Starbucks is trying to stop feeling like, well, a coffee warehouse. Sales have dipped for five straight quarters (WSJ), so new CEO Brian Niccol is promising faster lines and better order sorting — especially around the mobile app that fans love, hate, and basically use to give Starbucks an interest‑free loan. The big tension: three channels (walk‑in, drive‑thru, mobile) all feed one line, so first‑in, first‑out turns into queue wars at rush hour. Starbucks says fixes are coming, with mobile a focus (QSR, earnings call).
Commenters? Boiling. One says McDonald’s already cracked it by triggering mobile orders only when you’re nearby — then drops a scorcher that “in‑store customers are third‑class citizens.” Another paints the ragey picture: you’re at the register, but baristas are cranking out online items for no‑shows, creating a sad lineup of lonely cups and a “seek‑and‑find” pickup game. The home‑brew gang shows up too: “make your own banana bread… far tastier!” Meanwhile, drip‑coffee diehards describe “barista roulette” — sometimes instant handoff, sometimes your plain black coffee vanishes into the blender queue, sometimes it’s delivered tableside like VIP service. And the vibe shift is real: fewer seats, Starbucks pods at home, and diet‑conscious folks asking, if not vibes or pastries, why go at all?
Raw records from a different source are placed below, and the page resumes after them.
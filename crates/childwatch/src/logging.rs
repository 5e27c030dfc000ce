//! Logging configuration for childwatch.
//!
//! Every failure on the alert intake path ends up as a `tracing` record, so
//! this subscriber is the observability sink for dropped alerts.

use tracing::Level;
use tracing_subscriber::{fmt, prelude::*, EnvFilter};

/// Verbosity level for logging output.
#[derive(Debug, Clone, Copy, PartialEq, Eq, Default)]
pub enum Verbosity {
    /// Suppress all output except errors.
    Quiet,
    /// Normal output level (info and above).
    #[default]
    Normal,
    /// Verbose output (debug and above).
    Verbose,
    /// Very verbose output (trace level).
    Trace,
}

impl Verbosity {
    /// Convert verbosity to tracing level filter.
    #[must_use]
    pub fn to_level_filter(&self) -> Level {
        match self {
            Self::Quiet => Level::ERROR,
            Self::Normal => Level::INFO,
            Self::Verbose => Level::DEBUG,
            Self::Trace => Level::TRACE,
        }
    }

    /// Default `EnvFilter` directive for this verbosity.
    ///
    /// The MQTT transport is only raised to debug at trace verbosity; its
    /// per-packet output drowns everything else.
    #[must_use]
    pub fn directive(&self) -> String {
        let level = self.to_level_filter();
        match self {
            Self::Trace => format!("childwatch={level},rumqttc=debug"),
            _ => format!("childwatch={level},rumqttc=warn"),
        }
    }
}

/// Initialize the logging system.
///
/// This should be called once at application startup. The logging level can be
/// controlled via:
/// 1. The `verbosity` parameter
/// 2. The `RUST_LOG` environment variable (takes precedence)
///
/// # Examples
///
/// ```no_run
/// use childwatch::{init_logging, logging::Verbosity};
///
/// init_logging(Verbosity::Verbose);
/// ```
pub fn init_logging(verbosity: Verbosity) {
    let env_filter = EnvFilter::try_from_default_env()
        .unwrap_or_else(|_| EnvFilter::new(verbosity.directive()));

    let subscriber = tracing_subscriber::registry().with(env_filter).with(
        fmt::layer()
            .with_target(true)
            .with_thread_ids(false)
            .with_file(false)
            .with_line_number(false),
    );

    // Ignore the error if a subscriber is already installed.
    let _ = subscriber.try_init();
}

/// Initialize logging for tests.
///
/// Only warnings and errors are printed, through the test writer.
#[cfg(test)]
pub fn init_test_logging() {
    let _ = tracing_subscriber::fmt()
        .with_env_filter("warn")
        .with_test_writer()
        .try_init();
}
The crowd splits between “fix the flow” and “ditch the chaos, brew at home.”
Key Points
- •Starbucks’ established-location sales have fallen for five consecutive quarters, contributing to a leadership change.
- •New CEO Brian Niccol is prioritizing operations to reduce wait times and improve customer experience.
- •Starbucks is investing in order sorting algorithms and store process improvements, a focus highlighted in recent earnings calls.
- •The Starbucks mobile app has enabled remote ordering since 2015, shifting order-entry labor and adding operational complexity.
- •Orders from walk-in, drive-thru, and mobile channels are processed FIFO, causing peak-time bottlenecks and crowded staging areas.